Personal information
- Full name: Matthew Ham
- Date of birth: 25 July 1983 (age 41)
- Place of birth: Ayr, Australia
- Height: 1.94 m (6 ft 4 in)
- Position(s): Goalkeeper

Team information
- Current team: Saints Eagles Souths FC

Youth career
- Burdekin

Senior career*
- Years: Team / Apps / (Gls)
- 2005–2006: Eastern Suburbs
- 2006–2007: Brisbane Wolves
- 2007–2008: Brisbane Roar / 0 / (0)
- 2008: → Redlands United (loan) / 5 / (0)
- 2009: Brisbane Olympic
- 2009: North Queensland Fury / 0 / (0)
- 2009–2010: Brisbane Roar / 5 / (0)
- 2010–2011: North Queensland Fury / 0 / (0)
- 2014–2015: Southside Eagles / 28 / (0)
- 2023-: Saints Eagles Souths FC / 1 / (0)

= Matthew Ham =

Australian soccer player

Matthew Ham (born 25 July 1983) is an Australian goalkeeper.

==Club career==
He was signed by the Queensland Roar for the 2007-2008 A-league season.
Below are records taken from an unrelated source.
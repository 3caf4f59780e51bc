//! Concurrent acquisition of the six per-render resources.
//!
//! Three images (thumbnail, avatar, the fixed QR asset) and three font
//! faces are fetched together behind a fail-fast join: the first failure
//! aborts the whole loading phase, the bounded wait elapses into a timeout
//! error, and a cancel token is honored at the join boundary.

use std::time::Duration;

use crate::engine::CancelToken;
use crate::foundation::error::{CardError, CardResult};
use crate::model::VideoCardData;

/// Fixed QR-code asset drawn in the card's bottom-right corner.
pub const QR_ASSET_URL: &str = "https://assets.sharecard.dev/qr/watch-link.png";

/// Fixed monospace face used by the duration badge.
pub const FONT_MONO_URL: &str =
    "https://cdn.jsdelivr.net/fontsource/fonts/roboto-mono@latest/latin-500-normal.ttf";

/// Fixed regular-weight face used by the metadata rows.
pub const FONT_REGULAR_URL: &str =
    "https://cdn.jsdelivr.net/fontsource/fonts/roboto@latest/latin-400-normal.ttf";

/// Fixed semi-bold face used by the title.
pub const FONT_SEMI_BOLD_URL: &str =
    "https://cdn.jsdelivr.net/fontsource/fonts/roboto@latest/latin-600-normal.ttf";

/// Responses above this size are refused rather than buffered.
const MAX_RESOURCE_BYTES: usize = 8 * 1024 * 1024;

/// Engine-constant asset locations.
///
/// These are not caller inputs; the defaults are the engine's fixed
/// constants and an override only exists so hermetic tests can point at a
/// local fixture server.
#[derive(Clone, Debug)]
pub struct FixedAssets {
    /// QR-code image URL.
    pub qrcode_url: String,
    /// Monospace font URL.
    pub font_mono_url: String,
    /// Regular font URL.
    pub font_regular_url: String,
    /// Semi-bold font URL.
    pub font_semi_bold_url: String,
}

impl Default for FixedAssets {
    fn default() -> Self {
        Self {
            qrcode_url: QR_ASSET_URL.to_string(),
            font_mono_url: FONT_MONO_URL.to_string(),
            font_regular_url: FONT_REGULAR_URL.to_string(),
            font_semi_bold_url: FONT_SEMI_BOLD_URL.to_string(),
        }
    }
}

/// The six source URLs for one render.
#[derive(Clone, Debug)]
pub struct ResourceUrls {
    /// Main thumbnail, always the `high` variant.
    pub thumbnail: String,
    /// Channel avatar, always the `default` variant.
    pub avatar: String,
    /// QR asset.
    pub qrcode: String,
    /// Monospace font.
    pub font_mono: String,
    /// Regular font.
    pub font_regular: String,
    /// Semi-bold font.
    pub font_semi_bold: String,
}

impl ResourceUrls {
    /// Resolve the URL set for a validated record plus the engine constants.
    pub fn for_card(data: &VideoCardData, fixed: &FixedAssets) -> CardResult<Self> {
        Ok(Self {
            thumbnail: data.main_thumbnail()?.url.clone(),
            avatar: data.avatar_thumbnail()?.url.clone(),
            qrcode: fixed.qrcode_url.clone(),
            font_mono: fixed.font_mono_url.clone(),
            font_regular: fixed.font_regular_url.clone(),
            font_semi_bold: fixed.font_semi_bold_url.clone(),
        })
    }
}

/// Raw fetched bytes for the six resources, pre-decode.
#[derive(Clone, Debug)]
pub struct RawResources {
    /// Encoded thumbnail image.
    pub thumbnail: Vec<u8>,
    /// Encoded avatar image.
    pub avatar: Vec<u8>,
    /// Encoded QR image.
    pub qrcode: Vec<u8>,
    /// Monospace font bytes.
    pub font_mono: Vec<u8>,
    /// Regular font bytes.
    pub font_regular: Vec<u8>,
    /// Semi-bold font bytes.
    pub font_semi_bold: Vec<u8>,
}

/// HTTP loader with a bounded all-or-nothing join.
#[derive(Clone, Debug)]
pub struct ResourceLoader {
    client: reqwest::Client,
    timeout: Duration,
}

impl ResourceLoader {
    /// Build a loader whose join phase is bounded by `timeout`.
    pub fn new(timeout: Duration) -> CardResult<Self> {
        let client = reqwest::Client::builder()
            .build()
            .map_err(|e| CardError::resource(format!("failed to build http client: {e}")))?;
        Ok(Self { client, timeout })
    }

    /// Fetch all six resources concurrently.
    ///
    /// The join is all-or-nothing: the first fetch error propagates
    /// immediately and the remaining in-flight requests are dropped. The
    /// whole phase races the configured timeout and the caller's cancel
    /// token; no draw work happens on any failure path.
    #[tracing::instrument(skip_all)]
    pub async fn load(
        &self,
        urls: &ResourceUrls,
        cancel: &CancelToken,
    ) -> CardResult<RawResources> {
        if cancel.is_cancelled() {
            return Err(CardError::Cancelled);
        }

        let join = async {
            tokio::try_join!(
                self.fetch_bytes(&urls.thumbnail),
                self.fetch_bytes(&urls.avatar),
                self.fetch_bytes(&urls.qrcode),
                self.fetch_bytes(&urls.font_mono),
                self.fetch_bytes(&urls.font_regular),
                self.fetch_bytes(&urls.font_semi_bold),
            )
        };

        let (thumbnail, avatar, qrcode, font_mono, font_regular, font_semi_bold) = tokio::select! {
            _ = cancel.cancelled() => return Err(CardError::Cancelled),
            joined = tokio::time::timeout(self.timeout, join) => {
                joined.map_err(|_| CardError::Timeout(self.timeout))??
            }
        };

        tracing::debug!(
            thumbnail = thumbnail.len(),
            avatar = avatar.len(),
            qrcode = qrcode.len(),
            "all resources fetched"
        );
        Ok(RawResources {
            thumbnail,
            avatar,
            qrcode,
            font_mono,
            font_regular,
            font_semi_bold,
        })
    }

    async fn fetch_bytes(&self, url: &str) -> CardResult<Vec<u8>> {
        let resp = self
            .client
            .get(url)
            .send()
            .await
            .map_err(|e| CardError::resource(format!("fetch '{url}': {e}")))?
            .error_for_status()
            .map_err(|e| CardError::resource(format!("fetch '{url}': {e}")))?;

        let bytes = resp
            .bytes()
            .await
            .map_err(|e| CardError::resource(format!("read body of '{url}': {e}")))?;
        if bytes.len() > MAX_RESOURCE_BYTES {
            return Err(CardError::resource(format!(
                "resource '{url}' exceeds {MAX_RESOURCE_BYTES} bytes"
            )));
        }
        tracing::debug!(url, bytes = bytes.len(), "resource fetched");
        Ok(bytes.to_vec())
    }
}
He sustained a season ending shoulder injury during pre-season training, and was told he would need a full shoulder reconstruction. His replacement, Griffin McMaster, went on to have a solid season, as No. 2 for the Roar, in his stead. Early into the 2009-10 A-league season, he was signed by the North Queensland Fury for three weeks as an injury replacement for Justin Pasfield. On 16 December 2009 he was re-signed by the Roar having spent two seasons in the Queensland State League, replacing Liam Reddy after he moved to Wellington Phoenix. He was later signed by North Queensland Fury FC ahead of the 2010–11 season. He will compete with Justin Pasfield for the number 1 jersey.